Requirements for Remote Third Party Access:

  1. All Standard LAN TPA Requirements as defined in the existing TPA Process documentation on the SAP Corporate Portal
  2. Valid Business Requirement approved by an SAP executive
  3. SAV or McAfee AV running on the PC with automatic Virus Definition update Process
  4. SMS client locally managed and running on the PC with a regular MS update process

***Remote Access Application Requirements are subject to change as remote access security warrants…

Application Process for Remote Third Party Access:

Applicants seeking to remotely connect their systems to SAP must follow the standard TPA process as defined in the SAP Corporate portal In addition to the following process for Remote Connectivity. Those Third Parties seeking Remote Access for their systems should have an executive sponsor from an SAP Line of Business sign off on the access requirement. (e-mail or CSS Ticket confirmation required) Once this signoff has been granted, a TPA granting audit will be conducted by an SAP IT representative. This can either be performed in an SAP Office or remotely via WEBEX desktop sharing. The Standard TPA checklist will be used as the audit criteria. If all Criteria has been met, a TPA executable will be Installed on the PC. If the audit was conducted remotely, Temporary Access to Firepass will be granted to the user (by temporarily placing their user account in the Firepass exceptions group) so that IT may install this application onto the approved PC. (the PC must be on the SAP Network for the application to run). Once the application has been installed by SAP IT onto the approved machine, the user will be removed from the exceptions group in Firepass.

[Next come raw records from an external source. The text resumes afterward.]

//! Integration tests for the chat endpoints
//!
//! - GET/POST /api/chat/{room_id}/messages
//! - GET /api/chat/{room_id}/search
//! - PUT/DELETE /api/chat/messages/{message_id}
//! - GET /api/chat/{room_id}/active-users

mod common;

#[cfg(test)]
mod chat_tests {
    use super::common::*;
    use axum::http::{StatusCode, header::AUTHORIZATION};
    use scrumboard::dtos::ServerEvent;
    use scrumboard::entities::ChatMessageType;
    use serde_json::{Value, json};
    use sqlx::SqlitePool;

    #[sqlx::test(fixtures(path = "../fixtures", scripts("users")))]
    async fn test_post_message_broadcasts_to_room(pool: SqlitePool) -> sqlx::Result<()> {
        let state = create_test_state(pool);
        let server = create_test_server(state.clone());
        let mut rx = state.rooms.join("general", 3);

        let response = server
            .post("/api/chat/general/messages")
            .add_header(AUTHORIZATION, bob())
            .json(&json!({"content": "Standup in 5"}))
            .await;

        response.assert_status(StatusCode::CREATED);
        let body = response.json::<Value>();
        assert_eq!(body["username"], "bob");
        assert_eq!(body["message_type"], "TEXT");

        let outbound = rx.try_recv().expect("room should receive the message");
        match &outbound.event {
            ServerEvent::ChatMessage(dto) => {
                assert_eq!(dto.content, "Standup in 5");
                assert_eq!(dto.room_id, "general");
            }
            other => panic!("unexpected event {:?}", other),
        }
        Ok(())
    }

    #[sqlx::test(fixtures(path = "../fixtures", scripts("users")))]
    async fn test_post_message_validates_length(pool: SqlitePool) -> sqlx::Result<()> {
        let server = create_test_server(create_test_state(pool));

        server
            .post("/api/chat/general/messages")
            .add_header(AUTHORIZATION, bob())
            .json(&json!({"content": ""}))
            .await
            .assert_status_bad_request();

        server
            .post("/api/chat/general/messages")
            .add_header(AUTHORIZATION, bob())
            .json(&json!({"content": "x".repeat(5001)}))
            .await
            .assert_status_bad_request();
        Ok(())
    }

    #[sqlx::test(fixtures(path = "../fixtures", scripts("users")))]
    async fn test_message_history_pages_are_chronological(pool: SqlitePool) -> sqlx::Result<()> {
        let state = create_test_state(pool);
        let server = create_test_server(state.clone());

        for i in 1..=5 {
            state
                .chat
                .create("general", 2, &format!("message {}", i), ChatMessageType::Text)
                .await?;
        }
        state.chat.create("random", 2, "elsewhere", ChatMessageType::Text).await?;

        let response = server
            .get("/api/chat/general/messages")
            .add_query_param("limit", 2)
            .add_header(AUTHORIZATION, bob())
            .await;

        response.assert_status_ok();
        let page = response.json::<Value>();
        assert_eq!(page["total"], 5);
        assert_eq!(page["total_pages"], 3);
        let contents: Vec<&str> = page["items"]
            .as_array()
            .unwrap()
            .iter()
            .map(|m| m["content"].as_str().unwrap())
            .collect();
        assert_eq!(contents, vec!["message 4", "message 5"]);
        Ok(())
    }

    #[sqlx::test(fixtures(path = "../fixtures", scripts("users")))]
    async fn test_search_messages(pool: SqlitePool) -> sqlx::Result<()> {
        let state = create_test_state(pool);
        let server = create_test_server(state.clone());

        state.chat.create("general", 2, "Deploy is done", ChatMessageType::Text).await?;
        state.chat.create("general", 3, "Lunch?", ChatMessageType::Text).await?;

        let response = server
            .get("/api/chat/general/search")
            .add_query_param("q", "deploy")
            .add_header(AUTHORIZATION, bob())
            .await;

        response.assert_status_ok();
        let found = response.json::<Vec<Value>>();
        assert_eq!(found.len(), 1);
        assert_eq!(found[0]["content"], "Deploy is done");

        server
            .get("/api/chat/general/search")
            .add_header(AUTHORIZATION, bob())
            .await
            .assert_status_bad_request();
        Ok(())
    }

    #[sqlx::test(fixtures(path = "../fixtures", scripts("users")))]
    async fn test_only_own_text_messages_can_change(pool: SqlitePool) -> sqlx::Result<()> {
        let state = create_test_state(pool);
        let server = create_test_server(state.clone());

        let mine = state.chat.create("general", 2, "typo hree", ChatMessageType::Text).await?;
        let theirs = state.chat.create("general", 3, "hello", ChatMessageType::Text).await?;
        let image = state.chat.create("general", 2, "/img/board.png", ChatMessageType::Image).await?;

        server
            .put(&format!("/api/chat/messages/{}", theirs.message_id))
            .add_header(AUTHORIZATION, bob())
            .json(&json!({"content": "not mine"}))
            .await
            .assert_status_forbidden();

        server
            .put(&format!("/api/chat/messages/{}", image.message_id))
            .add_header(AUTHORIZATION, bob())
            .json(&json!({"content": "/img/other.png"}))
            .await
            .assert_status_forbidden();

        let mut rx = state.rooms.join("general", 3);
        let response = server
            .put(&format!("/api/chat/messages/{}", mine.message_id))
            .add_header(AUTHORIZATION, bob())
            .json(&json!({"content": "typo here"}))
            .await;
        response.assert_status_ok();
        assert_eq!(response.json::<Value>()["content"], "typo here");
        assert!(matches!(
            rx.try_recv().map(|o| o.event.clone()),
            Ok(ServerEvent::MessageUpdated(_))
        ));

        server
            .delete(&format!("/api/chat/messages/{}", mine.message_id))
            .add_header(AUTHORIZATION, bob())
            .await
            .assert_status(StatusCode::NO_CONTENT);
        assert!(matches!(
            rx.try_recv().map(|o| o.event.clone()),
            Ok(ServerEvent::MessageDeleted { .. })
        ));

        server
            .delete(&format!("/api/chat/messages/{}", mine.message_id))
            .add_header(AUTHORIZATION, bob())
            .await
            .assert_status_not_found();
        Ok(())
    }

    #[sqlx::test(fixtures(path = "../fixtures", scripts("users")))]
    async fn test_active_users(pool: SqlitePool) -> sqlx::Result<()> {
        let state = create_test_state(pool);
        let server = create_test_server(state.clone());

        let _alice = state.rooms.join("general", 1);
        let _charlie = state.rooms.join("general", 3);
        let _charlie_again = state.rooms.join("general", 3);

        let response = server
            .get("/api/chat/general/active-users")
            .add_header(AUTHORIZATION, bob())
            .await;

        response.assert_status_ok();
        let users = response.json::<Vec<Value>>();
        let names: Vec<&str> = users.iter().map(|u| u["username"].as_str().unwrap()).collect();
        assert_eq!(names, vec!["alice", "charlie"]);

        let response = server
            .get("/api/chat/empty-room/active-users")
            .add_header(AUTHORIZATION, bob())
            .await;
        assert!(response.json::<Vec<Value>>().is_empty());
        Ok(())
    }
}
//! Sprint entity

use super::enums::SprintStatus;
use chrono::{DateTime, Utc};
use serde::{Deserialize, Serialize};

#[derive(Serialize, Deserialize, Debug, Clone, sqlx::FromRow)]
pub struct Sprint {
    pub sprint_id: i64,
    pub name: String,
    pub goal: Option<String>,
    pub start_date: DateTime<Utc>,
    pub end_date: DateTime<Utc>,
    pub total_story_points: i64,
    pub status: SprintStatus,
    pub created_at: DateTime<Utc>,
    pub updated_at: DateTime<Utc>,
}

TPA Granting Appplication:

Once the TPA executable has been installed on these Third Party PC’s, they will be subject to the application checks performed by Firepass upon each connection. PC’s failing to meet the application checks will be placed in a quarantine network with no access to SAP Resources. The remediation link provided by Firepass will not execute against non-sap PC’s. It is the responsibility of the Third Party to keep all PC’s compliant with the Application requirement above.

The TPA granting application is valid for a 6 month interval. A new TPA granting application will be required on January 1 and July 1of each new calendar year. It is the responsibility of the Third Party to re-submit SAP LoB signoff to SAP IT to obtain the new application prior to the start of the next calendar year.